When the Cardiff-born son of Rwandan parents carried out his lethal assault on a Taylor Swift-themed dance class last summer, there was widespread public horror—and an information vacuum. Growing speculation online was countered with the assertion that releasing any details would prejudice a fair trial and that dissent from the official narrative was “far-right” “disinformation.” Many politicians seemed more angry with public fury than with mass murder on Merseyside.
With Rudakubana due for sentencing on Thursday, January 23rd, he appears to have avoided a ‘whole-life tariff’ on account of his age and guilty plea. Prime Minister Keir Starmer has pledged to draw a “line in the sand” against what he describes as the new form of terrorism that the attack represents. This will involve targeting ‘similar’ offenders in future and a national public inquiry into alleged institutional failings.
Starmer admitted to being aware of Rudakubana’s two terror-related offences prior to charges being pressed, although he claims that publicising these could have caused the murder trial to collapse. Also known to officials but withheld from the public was Rudakubana’s past relationship with the government’s own counterterrorist Prevent programme, which has—like Starmer himself—allegedly concentrated on the ‘far-right’ amid a growing death toll from Islamist violence.
At the time, politicians calling for more information were vilified. Now Reform UK leader Nigel Farage has taken to social media and declared:
At last the truth.
The Southport murderer was reported to Prevent three times.
The cover-up has been a disgrace.
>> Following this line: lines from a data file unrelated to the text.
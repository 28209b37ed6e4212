use std::io;

use pstmodel::model::Model;
use pstmodel::spectrum::SpectrumSource;

use crate::cli::LearnArgs;
use crate::cmd::learn_model;
use crate::csv_output::CsvOutput;
use crate::PROGRESS_BAR;

pub(crate) fn describe(args: &LearnArgs, csv: bool) -> anyhow::Result<()> {
    let model = learn_model(args)?;
    PROGRESS_BAR.finish();

    let stats = ModelStats::new(&model);
    if csv {
        let output = CsvOutput::new(Some(Box::new(io::stdout())));
        output.use_header(&ModelStats::HEADER)?;
        output.add_record(stats.to_record())?;
        output.flush()?;
    } else {
        stats.print();
    }

    Ok(())
}

#[derive(Debug)]
struct ModelStats {
    kind: &'static str,
    identifier: String,
    training_symbols: u64,
    nodes: usize,
    leaves: usize,
    depth: usize,
    mean_entropy: f64,
}

impl ModelStats {
    const HEADER: [&'static str; 7] = [
        "kind",
        "identifier",
        "training_symbols",
        "nodes",
        "leaves",
        "depth",
        "mean_entropy",
    ];

    fn new(model: &Model) -> Self {
        Self {
            kind: if model.is_automaton() {
                "automaton"
            } else {
                "tree"
            },
            identifier: model.identifier().to_string(),
            training_symbols: model.tree().original_sequence_length(),
            nodes: model.size(),
            leaves: model.tree().leaves().count(),
            depth: model.depth(),
            mean_entropy: model.mean_entropy().get(),
        }
    }

    fn to_record(&self) -> [String; 7] {
        [
            self.kind.to_owned(),
            self.identifier.clone(),
            self.training_symbols.to_string(),
            self.nodes.to_string(),
            self.leaves.to_string(),
            self.depth.to_string(),
            format!("{:.6}", self.mean_entropy),
        ]
    }

    fn print(&self) {
        println!("Model {} ({}):", self.identifier, self.kind);
        println!("  Training symbols: {}", self.training_symbols);
        println!("  Nodes: {}", self.nodes);
        println!("  Leaves: {}", self.leaves);
        println!("  Depth: {}", self.depth);
        println!("  Mean entropy: {:.4} bits", self.mean_entropy);
    }
}
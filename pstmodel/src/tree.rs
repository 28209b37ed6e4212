use std::collections::VecDeque;
use std::fmt::{Display, Formatter};

use crate::alphabet::{Alphabet, TranslationError};
use crate::distribution::{Distribution, DistributionError};
use crate::spectrum::{SpectrumSource, UnknownProbability};

/// Index of a node inside a [`ContextTree`] (or a
/// [`SuffixAutomaton`](crate::automaton::SuffixAutomaton)) arena.
#[derive(Debug, Copy, Clone, Eq, PartialEq, Ord, PartialOrd, Hash)]
#[repr(transparent)]
pub struct NodeId(u32);

impl NodeId {
    /// The root node, identified by the empty context.
    pub const ROOT: NodeId = NodeId(0);

    #[inline]
    #[must_use]
    pub(crate) fn new(index: usize) -> Self {
        Self(u32::try_from(index).expect("Too many nodes in a tree"))
    }

    #[inline]
    #[must_use]
    pub fn index(self) -> usize {
        self.0 as usize
    }
}

impl Display for NodeId {
    fn fmt(&self, f: &mut Formatter<'_>) -> std::fmt::Result {
        write!(f, "#{}", self.0)
    }
}

/// A single context along with the distribution of the symbols that follow
/// it.
#[derive(Debug, Clone)]
pub struct Node {
    context: Vec<u8>,
    distribution: Distribution,
    children: Vec<Option<NodeId>>,
}

impl Node {
    #[must_use]
    fn new(context: Vec<u8>, alphabet_size: usize) -> Self {
        Self {
            context,
            distribution: Distribution::new(alphabet_size),
            children: vec![None; alphabet_size],
        }
    }

    /// The most recently read symbols, oldest first.
    #[inline]
    #[must_use]
    pub fn context(&self) -> &[u8] {
        &self.context
    }

    #[inline]
    #[must_use]
    pub fn depth(&self) -> usize {
        self.context.len()
    }

    #[inline]
    #[must_use]
    pub fn distribution(&self) -> &Distribution {
        &self.distribution
    }

    #[inline]
    pub(crate) fn distribution_mut(&mut self) -> &mut Distribution {
        &mut self.distribution
    }

    /// Returns the child reached by appending the symbol at `index`.
    #[inline]
    #[must_use]
    pub fn child(&self, index: usize) -> Option<NodeId> {
        self.children[index]
    }

    /// Iterates over all explicit children, in alphabet order.
    pub fn children(&self) -> impl Iterator<Item = NodeId> + '_ {
        self.children.iter().flatten().copied()
    }

    #[must_use]
    pub fn is_leaf(&self) -> bool {
        self.children.iter().all(Option::is_none)
    }
}

/// A probabilistic suffix tree: an arena of context nodes.
///
/// The child of context `c` through symbol `σ` has the context `c σ`, so the
/// path from the root to a node spells its context oldest symbol first. Every
/// node that is inserted brings all its prefixes along.
#[derive(Debug, Clone)]
pub struct ContextTree {
    alphabet: Alphabet,
    nodes: Vec<Node>,
    depth: usize,
    default_probability: Option<f64>,
    original_sequence_length: u64,
}

impl ContextTree {
    /// Creates a tree that only contains the root, with an all-zero
    /// distribution.
    ///
    /// # Examples
    /// ```
    /// use pstmodel::alphabet::Alphabet;
    /// use pstmodel::tree::ContextTree;
    ///
    /// let tree = ContextTree::new(Alphabet::nucleotides());
    /// assert_eq!(tree.size(), 1);
    /// assert_eq!(tree.depth(), 0);
    /// ```
    #[must_use]
    pub fn new(alphabet: Alphabet) -> Self {
        let root = Node::new(Vec::new(), alphabet.len());

        Self {
            alphabet,
            nodes: vec![root],
            depth: 0,
            default_probability: None,
            original_sequence_length: 0,
        }
    }

    /// Makes [`ContextTree::conditional_probability`] return `probability`
    /// for contexts that have no node, instead of failing.
    #[must_use]
    pub fn with_default_probability(mut self, probability: f64) -> Self {
        self.default_probability = Some(probability);
        self
    }

    #[inline]
    #[must_use]
    pub fn alphabet(&self) -> &Alphabet {
        &self.alphabet
    }

    /// Returns the number of nodes, including the root.
    #[inline]
    #[must_use]
    pub fn size(&self) -> usize {
        self.nodes.len()
    }

    #[inline]
    #[must_use]
    pub fn root(&self) -> &Node {
        &self.nodes[NodeId::ROOT.index()]
    }

    #[inline]
    #[must_use]
    pub fn node(&self, id: NodeId) -> &Node {
        &self.nodes[id.index()]
    }

    #[inline]
    pub(crate) fn node_mut(&mut self, id: NodeId) -> &mut Node {
        &mut self.nodes[id.index()]
    }

    /// Returns the length of the longest context in the tree.
    #[inline]
    #[must_use]
    pub fn depth(&self) -> usize {
        self.depth
    }

    /// Iterates over the nodes that have no children.
    pub fn leaves(&self) -> impl Iterator<Item = NodeId> + '_ {
        self.nodes
            .iter()
            .enumerate()
            .filter(|(_, node)| node.is_leaf())
            .map(|(index, _)| NodeId::new(index))
    }

    /// Iterates over all node ids, root first, shallower nodes before deeper
    /// ones, siblings in alphabet order.
    #[must_use]
    pub fn breadth_first(&self) -> BreadthFirst<'_> {
        BreadthFirst::new(self)
    }

    /// Adds a node for `context`, along with all its missing ancestors.
    /// Returns the id of the node, which may have already existed.
    ///
    /// # Examples
    /// ```
    /// use pstmodel::alphabet::Alphabet;
    /// use pstmodel::tree::ContextTree;
    ///
    /// let mut tree = ContextTree::new(Alphabet::nucleotides());
    /// let id = tree.insert(b"GAT").unwrap();
    /// assert_eq!(tree.size(), 4);
    /// assert_eq!(tree.node(id).context(), b"GAT");
    /// assert!(tree.get(b"GA").is_some());
    /// assert!(tree.insert(b"GAN").is_err());
    /// ```
    pub fn insert(&mut self, context: &[u8]) -> Result<NodeId, TranslationError> {
        let indices = self.alphabet.translate_all(context)?;

        let mut current = NodeId::ROOT;
        for (depth, index) in indices.into_iter().enumerate() {
            current = match self.node(current).child(index) {
                Some(child) => child,
                None => {
                    let child = NodeId::new(self.nodes.len());
                    self.nodes
                        .push(Node::new(context[..=depth].to_vec(), self.alphabet.len()));
                    self.node_mut(current).children[index] = Some(child);
                    child
                }
            };
        }
        self.depth = self.depth.max(context.len());

        Ok(current)
    }

    /// Returns the id of the node with exactly given context.
    #[must_use]
    pub fn find(&self, context: &[u8]) -> Option<NodeId> {
        let mut current = NodeId::ROOT;
        for &symbol in context {
            let index = self.alphabet.index_of(symbol)?;
            current = self.node(current).child(index)?;
        }

        Some(current)
    }

    /// Returns the node with exactly given context. There is no backoff.
    #[must_use]
    pub fn get(&self, context: &[u8]) -> Option<&Node> {
        self.find(context).map(|id| self.node(id))
    }

    /// Returns the id of the deepest node whose context is a prefix of
    /// `context`.
    #[must_use]
    pub fn longest_prefix_id(&self, context: &[u8]) -> NodeId {
        let mut current = NodeId::ROOT;
        for &symbol in context {
            let child = self
                .alphabet
                .index_of(symbol)
                .and_then(|index| self.node(current).child(index));
            match child {
                Some(child) => current = child,
                None => break,
            }
        }

        current
    }

    /// Descends along `context` as far as the nodes exist. Returns the root
    /// if not even the first symbol matches.
    ///
    /// # Examples
    /// ```
    /// use pstmodel::alphabet::Alphabet;
    /// use pstmodel::tree::ContextTree;
    ///
    /// let mut tree = ContextTree::new(Alphabet::nucleotides());
    /// tree.insert(b"GA").unwrap();
    /// assert_eq!(tree.get_longest_prefix(b"GATT").context(), b"GA");
    /// assert_eq!(tree.get_longest_prefix(b"TT").context(), b"");
    /// ```
    #[must_use]
    pub fn get_longest_prefix(&self, context: &[u8]) -> &Node {
        self.node(self.longest_prefix_id(context))
    }

    /// Returns the id of the node with the longest context that is a suffix
    /// of `history`. Only the last [`ContextTree::depth`] bytes are
    /// considered.
    #[must_use]
    pub fn longest_suffix_id(&self, history: &[u8]) -> NodeId {
        let start = history.len().saturating_sub(self.depth());
        (start..history.len())
            .find_map(|i| self.find(&history[i..]))
            .unwrap_or(NodeId::ROOT)
    }

    /// Probability of `symbol` following `context`.
    ///
    /// Fails if there is no node for the context (and no default probability
    /// has been set), or if the symbol is not in the alphabet.
    pub fn conditional_probability(
        &self,
        symbol: u8,
        context: &[u8],
    ) -> Result<f64, UnknownProbability> {
        let index = self
            .alphabet
            .index_of(symbol)
            .ok_or_else(|| UnknownProbability::for_symbol(context, symbol))?;

        match self.find(context) {
            Some(id) => Ok(self.node(id).distribution().get(index)),
            None => self
                .default_probability
                .ok_or_else(|| UnknownProbability::for_symbol(context, symbol)),
        }
    }

    /// Returns the whole distribution following `context`.
    ///
    /// Unlike [`ContextTree::conditional_probability`], this does not fall
    /// back to the default probability: a context without a node is always
    /// an error, since a single per-symbol default does not make up a
    /// distribution.
    pub fn conditionals_from(&self, context: &[u8]) -> Result<&Distribution, UnknownProbability> {
        self.get(context)
            .map(Node::distribution)
            .ok_or_else(|| UnknownProbability::for_context(context))
    }

    /// Probability of `bytes`: the product of the probabilities of each
    /// symbol given all the symbols before it.
    pub fn total_probability(&self, bytes: &[u8]) -> Result<f64, UnknownProbability> {
        (0..bytes.len())
            .map(|i| self.conditional_probability(bytes[i], &bytes[..i]))
            .product()
    }

    /// Fills the distribution of every node with the conditional
    /// probabilities given by `source`, and normalizes it. Probabilities
    /// that the source does not know are assumed to be 0.
    pub fn fill_from<S: SpectrumSource + ?Sized>(
        &mut self,
        source: &S,
    ) -> Result<(), DistributionError> {
        if source.alphabet().len() != self.alphabet.len() {
            return Err(DistributionError::SizeMismatch(
                self.alphabet.len(),
                source.alphabet().len(),
            ));
        }

        self.original_sequence_length = source.original_sequence_length();
        self.fill_node(NodeId::ROOT, source)
    }

    fn fill_node<S: SpectrumSource + ?Sized>(
        &mut self,
        id: NodeId,
        source: &S,
    ) -> Result<(), DistributionError> {
        let node = self.node(id);
        let values = self
            .alphabet
            .symbols()
            .iter()
            .map(|&symbol| {
                source
                    .conditional_probability(symbol, node.context())
                    .unwrap_or(0.0)
            });
        let mut distribution = Distribution::from_probabilities(values)?;
        distribution.normalize()?;

        let children: Vec<NodeId> = node.children().collect();
        self.node_mut(id).distribution = distribution;
        for child in children {
            self.fill_node(child, source)?;
        }

        Ok(())
    }

    /// Compares two trees by value: alphabet, node layout, contexts and
    /// distributions (within [`Distribution::EQ_THRESHOLD`]). Node ids are
    /// not compared.
    #[must_use]
    pub fn equal_value(&self, other: &ContextTree) -> bool {
        self.alphabet == other.alphabet && self.equal_subtree(NodeId::ROOT, other, NodeId::ROOT)
    }

    fn equal_subtree(&self, id: NodeId, other: &ContextTree, other_id: NodeId) -> bool {
        let node = self.node(id);
        let other_node = other.node(other_id);

        node.context == other_node.context
            && node.distribution == other_node.distribution
            && node
                .children
                .iter()
                .zip(other_node.children.iter())
                .all(|(child, other_child)| match (child, other_child) {
                    (Some(child), Some(other_child)) => {
                        self.equal_subtree(*child, other, *other_child)
                    }
                    (None, None) => true,
                    _ => false,
                })
    }
}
I was right all along.
His initial response to the murders was partly blamed for public disorder—‘the Farage Riots,’ according to LBC Radio—after he asked for the information that the PM knew at the time and has only recently disclosed.
Labour Home Secretary, Yvette Cooper, has now announced that there will be a public inquiry into the tragedy. Despite official reluctance to investigate the national scandal of rape gangs in the same way, her prompt response does not bode well, with the likelihood of an investigation of the shortcomings of Prevent turning into an exercise in obfuscation. Or, as commentator Matt Goodwin has it:
most crucially of all—how much more are we not being told?
A performative response to the killings, in the hope that public fury further subsides, is already taking shape. Starmer is gearing up to tackle the new (and largely confected) problem of “loners, misfits, young men in their bedrooms”—echoing the U.S. preoccupation with ‘incels’ who become school shooters—to be resolved by another online clampdown on internet content and social media. The remarks were further echoed by Cooper, who will ask the
inquiry to consider the wider challenge of rising youth violence and extremism, because I have been deeply disturbed at the number of cases involving teenagers drawn into extremism, serious violence and terrorism, including Islamist extremism, far-right extremism, mixed and confused ideology and obsession with violence and gore.
Lessons will be learnt … only they won’t.